In a series of experiments to investigate the inflammation-promoting properties of these extracellular inflammasomes, ASC specks were found to be phagocytosed by macrophages. When experimentally introduced alongside the fluorescent molecule dextran to phagolysosomes, these ASC specks damaged the intracellular membrane and enabled the release of dextran. Specks that escaped to the cytosol were then found to recruit non-aggregated ASC molecules from the host cell, catalysing the formation of an intracellular structure with the potential to indefinitely propagate inflammation.6

The mode of action of ASC aggregates draws clear parallels with the pathophysiology of various inflammatory disorders. To establish this link, researchers used a mouse model of chronic obstructive pulmonary disease (COPD), a condition known to be associated with abnormal NLRP3 inflammasome activity.7 Using antibodies against ASC, they noted a markedly higher concentration of specks in the lung fluid of COPD mice continuously exposed to cigarette smoke (an aggravator of the condition) compared to control COPD mice exposed to normal air. In human volunteers with the same disease, active specks were also detected at a significantly higher level than in both individuals with non-inflammatory pulmonary hypertension and healthy controls. The ability of these active extracellular inflammasomes to last for longer periods of time in inflammatory disorders could provide further insight into their pathologies. Interestingly, it could also help explain the link between ASC specks and autoimmune disorders. After an analysis of blood samples from 80 patients with various autoimmune conditions, Franklin et al. found that 18% had antibodies targeted against ASC aggregates.6 Whether these antibodies are merely by-products of autoimmunity, or whether they contribute themselves to the inflammatory responses observed in autoimmune disorders, remains to be determined.

Chronic inflammation is a health risk that is expected to increase within the next few years.8 Diseases such as asthma, allergy, diabetes and COPD are increasing in frequency and intensity, as air pollution, urbanisation, climate change and obesity become more pressing problems worldwide. However, due to the work done by Franklin et al., the additional extracellular function of inflammasomes can now be considered as a possible molecular mechanism contributing to this persistent and exacerbated immune response. Experiments to determine why the concentration of these ASC specks increase, above the level where macrophages can efficiently clear them, in certain individuals, might be the first step towards gaining a better understanding of their role in inflammation. This opens up the possibility for inhibitors of inflammasome formation or ASC oligomerization to be used therapeutically against these increasingly common and life-threatening illnesses.

References:

(1) Wilson S P, Cassel S L. Inflammasome mediated autoinflammatory disorders.
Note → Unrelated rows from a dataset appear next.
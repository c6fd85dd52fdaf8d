use thiserror::Error;

/// Errors that can occur while playing or searching ultimate tic-tac-toe.
#[derive(Error, Debug, Clone, PartialEq, Eq)]
pub enum UtttError {
    #[error("Illegal move: sub-board {board}, cell {cell}")]
    IllegalMove { board: usize, cell: usize },

    #[error("Game is already over")]
    GameOver,

    #[error("Unsupported board dimension: {0} (supported: 2..=5)")]
    UnsupportedDimension(usize),

    #[error("Invalid search depth: {0}")]
    InvalidDepth(usize),

    #[error("No legal moves available")]
    NoLegalMoves,
}

/// Convenience Result type for ultimate tic-tac-toe operations
pub type Result<T> = std::result::Result<T, UtttError>;
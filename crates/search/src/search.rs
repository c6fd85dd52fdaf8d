//! Minimax search with alpha-beta pruning.
//!
//! `X` maximizes and `O` minimizes the evaluator's score. Each explored
//! node works on its own clone of the state, so sibling branches never see
//! each other's moves.

use tracing::debug;
use uttt_core::{Player, Result, UtttError};
use uttt_game::{GameState, Move};

use crate::config::SearchConfig;
use crate::evaluator::{Evaluator, PositionalEvaluator, Score};

/// Result of a minimax search.
#[derive(Clone, Debug, PartialEq, Eq)]
pub struct SearchResult {
    /// Best move for the player to move.
    pub best_move: Move,

    /// Minimax score of the root, from `X`'s point of view.
    pub score: Score,

    /// Depth searched, in plies.
    pub depth: usize,

    /// Nodes visited, leaves included.
    pub nodes: u64,

    /// Sibling lists cut short by pruning.
    pub cutoffs: u64,
}

/// An alpha or beta bound together with the move that set it.
#[derive(Clone, Copy, Debug)]
struct Bound {
    score: Score,
    mv: Option<Move>,
}

impl Bound {
    fn leaf(score: Score) -> Self {
        Self { score, mv: None }
    }
}

#[derive(Default)]
struct Stats {
    nodes: u64,
    cutoffs: u64,
}

/// Minimax searcher with alpha-beta pruning.
#[derive(Clone, Debug)]
pub struct Minimax<E: Evaluator = PositionalEvaluator> {
    evaluator: E,
    config: SearchConfig,
}

impl Minimax<PositionalEvaluator> {
    /// Searcher using the positional evaluator for board side `dim`.
    ///
    /// # Errors
    /// Returns `UtttError::UnsupportedDimension` for an unsupported side.
    pub fn positional(dim: usize, config: SearchConfig) -> Result<Self> {
        Ok(Self::new(PositionalEvaluator::new(dim)?, config))
    }
}

impl<E: Evaluator> Minimax<E> {
    pub fn new(evaluator: E, config: SearchConfig) -> Self {
        Self { evaluator, config }
    }

    pub fn evaluator(&self) -> &E {
        &self.evaluator
    }

    pub fn config(&self) -> &SearchConfig {
        &self.config
    }

    /// Pick the best move for the player to move.
    ///
    /// # Errors
    /// - `UtttError::GameOver` if the state is terminal
    /// - `UtttError::InvalidDepth` if the configured depth is zero
    pub fn choose_move(&self, state: &GameState) -> Result<Move> {
        self.search(state).map(|result| result.best_move)
    }

    /// Search to the configured depth (or the adaptive default).
    pub fn search(&self, state: &GameState) -> Result<SearchResult> {
        self.search_to_depth(state, self.config.depth_for(state))
    }

    /// Search exactly `depth` plies ahead.
    ///
    /// # Errors
    /// - `UtttError::GameOver` if the state is terminal
    /// - `UtttError::InvalidDepth` if `depth` is zero
    pub fn search_to_depth(&self, state: &GameState, depth: usize) -> Result<SearchResult> {
        if depth == 0 {
            return Err(UtttError::InvalidDepth(depth));
        }
        if state.is_terminal() {
            return Err(UtttError::GameOver);
        }

        let inf = self.infinity();
        let mut stats = Stats::default();
        let root = self.alpha_beta(state, Bound::leaf(-inf), Bound::leaf(inf), depth, &mut stats)?;

        // Every child scores within (-inf, inf), so the root always
        // tightens its own bound with one of its moves.
        let best_move = root.mv.ok_or(UtttError::NoLegalMoves)?;

        debug!(
            player = %state.current_player(),
            depth,
            score = root.score,
            nodes = stats.nodes,
            cutoffs = stats.cutoffs,
            %best_move,
            "search complete"
        );

        Ok(SearchResult {
            best_move,
            score: root.score,
            depth,
            nodes: stats.nodes,
            cutoffs: stats.cutoffs,
        })
    }

    /// One past the largest score the evaluator can produce.
    fn infinity(&self) -> Score {
        self.evaluator.win_score() + 1
    }

    /// Fail-hard alpha-beta.
    ///
    /// Children are searched with the window as it stands when they are
    /// reached. Ties keep the earlier move. The maximizer returns its final
    /// alpha and the minimizer its final beta.
    fn alpha_beta(
        &self,
        state: &GameState,
        mut alpha: Bound,
        mut beta: Bound,
        depth: usize,
        stats: &mut Stats,
    ) -> Result<Bound> {
        stats.nodes += 1;
        if depth == 0 || state.is_terminal() {
            return Ok(Bound::leaf(self.evaluator.evaluate(state)));
        }

        let player = state.current_player();
        let mut best = Bound::leaf(-player.sign() * self.infinity());

        let (_, moves) = state.legal_moves();
        debug_assert!(!moves.is_empty(), "non-terminal state without legal moves");

        for mv in moves {
            let mut child = state.clone();
            child.apply_move(mv)?;
            let score = self.alpha_beta(&child, alpha, beta, depth - 1, stats)?.score;

            match player {
                Player::X => {
                    if score > best.score {
                        best = Bound { score, mv: Some(mv) };
                    }
                    if best.score > alpha.score {
                        alpha = best;
                    }
                }
                Player::O => {
                    if score < best.score {
                        best = Bound { score, mv: Some(mv) };
                    }
                    if best.score < beta.score {
                        beta = best;
                    }
                }
            }

            if alpha.score >= beta.score {
                stats.cutoffs += 1;
                break;
            }
        }

        Ok(match player {
            Player::X => alpha,
            Player::O => beta,
        })
    }
}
Postgraduate Medicine. 2010;122(5): 125-133. Available from: doi: 10.3810/pgm.2010.09.2209.

(2) Sönmez H E, Özen S. A clinical update on inflammasomopathies. International Immunology. 2017;29(9): 393-400. Available from: doi: 10.1093/intimm/dxx020.
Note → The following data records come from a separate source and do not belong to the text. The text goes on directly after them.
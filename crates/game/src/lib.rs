//! Ultimate tic-tac-toe game engine.
//!
//! A 3×3 grid of 3×3 sub-boards (generalized to N×N): winning a line of
//! sub-boards wins the game, and the cell played picks the sub-board the
//! opponent must answer in.
//!
//! # Example
//!
//! ```
//! use uttt_game::{ActiveBoard, GameState, Move};
//!
//! let mut state = GameState::default();
//! state.apply_move(Move::new(0, 4)).unwrap();
//!
//! let (active, moves) = state.legal_moves();
//! assert_eq!(active, ActiveBoard::Board(4));
//! assert_eq!(moves.len(), 9);
//! ```

mod board;
mod game_impl;
pub mod lines;
mod moves;
pub mod observation;
mod state;

pub use board::Board;
pub use game_impl::UltimateTicTacToe;
pub use lines::{win_lines, WinLines, DEFAULT_DIM, MAX_DIM, MIN_DIM};
pub use moves::{ActiveBoard, Move};
pub use state::GameState;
(3) Latz E, Xiao T S, Stutz A. Activation and regulation of the inflammasomes. Nature Reviews Immunology. 2013;13(6): 397-411. Available from: doi: 10.1038/nri3452.
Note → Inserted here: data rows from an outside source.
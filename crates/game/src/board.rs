//! Nested board storage: N² sub-boards of N² cells plus the meta-board of
//! sub-board owners.

use uttt_core::{Player, Result};

use crate::lines::{win_lines, WinLines};

/// Cell marks and sub-board owners for one match.
///
/// Cells are stored flat, sub-board by sub-board:
/// `cells[board * N² + cell]`.
#[derive(Clone, PartialEq, Eq, Hash, Debug)]
pub struct Board {
    dim: usize,
    cells: Vec<Option<Player>>,
    meta: Vec<Option<Player>>,
    lines: &'static WinLines,
}

impl Board {
    /// Create an empty board with side `dim`.
    ///
    /// # Errors
    /// Returns `UtttError::UnsupportedDimension` if `dim` has no win-line table.
    pub fn new(dim: usize) -> Result<Self> {
        Ok(Self::with_lines(win_lines(dim)?))
    }

    fn with_lines(lines: &'static WinLines) -> Self {
        let dim = lines.dim();
        let area = dim * dim;
        Self {
            dim,
            cells: vec![None; area * area],
            meta: vec![None; area],
            lines,
        }
    }

    /// An empty board of the same side.
    pub fn cleared(&self) -> Self {
        Self::with_lines(self.lines)
    }

    /// Board side N.
    #[inline]
    pub fn dim(&self) -> usize {
        self.dim
    }

    /// Number of cells in one sub-board (and sub-boards in the match), N².
    #[inline]
    pub fn area(&self) -> usize {
        self.dim * self.dim
    }

    /// Total number of cells across all sub-boards, N⁴.
    #[inline]
    pub fn total_cells(&self) -> usize {
        self.cells.len()
    }

    /// The cells of one sub-board.
    ///
    /// # Panics
    /// Panics if `board >= N²`.
    pub fn sub_board(&self, board: usize) -> &[Option<Player>] {
        let area = self.area();
        &self.cells[board * area..(board + 1) * area]
    }

    /// All sub-boards in index order.
    pub fn sub_boards(&self) -> impl Iterator<Item = &[Option<Player>]> {
        self.cells.chunks(self.area())
    }

    /// Owner of each sub-board, `None` while unclaimed.
    pub fn meta(&self) -> &[Option<Player>] {
        &self.meta
    }

    /// The mark at a cell, if any.
    #[inline]
    pub fn get(&self, board: usize, cell: usize) -> Option<Player> {
        self.cells[board * self.area() + cell]
    }

    /// Owner of a sub-board, if claimed.
    #[inline]
    pub fn owner(&self, board: usize) -> Option<Player> {
        self.meta[board]
    }

    /// True if the sub-board has at least one empty cell.
    pub fn has_empty(&self, board: usize) -> bool {
        self.sub_board(board).iter().any(Option::is_none)
    }

    /// Number of marked cells across the whole board.
    pub fn marked_cells(&self) -> usize {
        self.cells.iter().filter(|c| c.is_some()).count()
    }

    /// The win-line table for this board's side.
    pub fn lines(&self) -> &'static WinLines {
        self.lines
    }

    /// Mark an empty cell. Cells are write-once.
    pub(crate) fn place(&mut self, board: usize, cell: usize, player: Player) {
        let index = board * self.area() + cell;
        debug_assert!(self.cells[index].is_none(), "cell {index} already marked");
        self.cells[index] = Some(player);
    }

    /// Record a sub-board owner. Owners are write-once.
    pub(crate) fn claim(&mut self, board: usize, player: Player) {
        debug_assert!(self.meta[board].is_none(), "sub-board {board} already claimed");
        self.meta[board] = Some(player);
    }
}

#[cfg(test)]
mod tests {
    use super::*;
    use uttt_core::UtttError;

    #[test]
    fn test_new_board_is_empty() {
        let board = Board::new(3).unwrap();
        assert_eq!(board.dim(), 3);
        assert_eq!(board.area(), 9);
        assert_eq!(board.total_cells(), 81);
        assert_eq!(board.marked_cells(), 0);
        assert!(board.meta().iter().all(Option::is_none));
        assert_eq!(board.sub_boards().count(), 9);
    }

    #[test]
    fn test_unsupported_dimension() {
        assert_eq!(Board::new(0).unwrap_err(), UtttError::UnsupportedDimension(0));
        assert_eq!(Board::new(9).unwrap_err(), UtttError::UnsupportedDimension(9));
    }

    #[test]
    fn test_place_and_get() {
        let mut board = Board::new(3).unwrap();
        board.place(4, 2, Player::O);

        assert_eq!(board.get(4, 2), Some(Player::O));
        assert_eq!(board.sub_board(4)[2], Some(Player::O));
        assert_eq!(board.get(2, 4), None);
        assert_eq!(board.marked_cells(), 1);
    }

    #[test]
    fn test_has_empty() {
        let mut board = Board::new(2).unwrap();
        for cell in 0..4 {
            assert!(board.has_empty(1));
            board.place(1, cell, Player::X);
        }
        assert!(!board.has_empty(1));
        assert!(board.has_empty(0));
    }

    #[test]
    fn test_claim() {
        let mut board = Board::new(3).unwrap();
        board.claim(7, Player::X);
        assert_eq!(board.owner(7), Some(Player::X));
        assert_eq!(board.meta()[7], Some(Player::X));
    }
}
(4) Bauernfried S, Scherr M J, Pichlmair A, Duderstadt K E, Hornung V. Human NLRP1 is a sensor for double-stranded RNA. Science. 2021;371(6528): eabd0811. Available from: doi: 10.1126/science.abd0811.

(5) Lieberman J, Wu H, Kagan J C. Gasdermin D activity in inflammation and host defence. Science Immunology. 2019;4(39): eaav1447. Available from: doi: 10.1126/sciimmunol.aav1447.

(6) Franklin B S, Bossaller L, Nardo D D, Ratter J M, Stutz A, Engels G, et al. ASC has extracellular and prionoid activities that propagate inflammation. Nature Immunology. 2014;15(8): 727-737. Available from: doi: 10.1038/ni.2913.

(7) Colarusso C, Terlizzi M, Molino A, Pinto A, Sorrentino R. Role of the inflammasome in chronic obstructive pulmonary disease (COPD). Oncotarget. 2017;8(47): 81813-81824. Available from: doi: 10.18632/oncotarget.17850.

(8) Furman D, Campisi J, Verdin E, Carrera-Bastos P, Targ S, Franceschi C. Chronic inflammation in the etiology of disease across the life span. Nature Medicine. 2019;25(12): 1822-1832. Available from: doi: 10.1038/s41591-019-0675-0.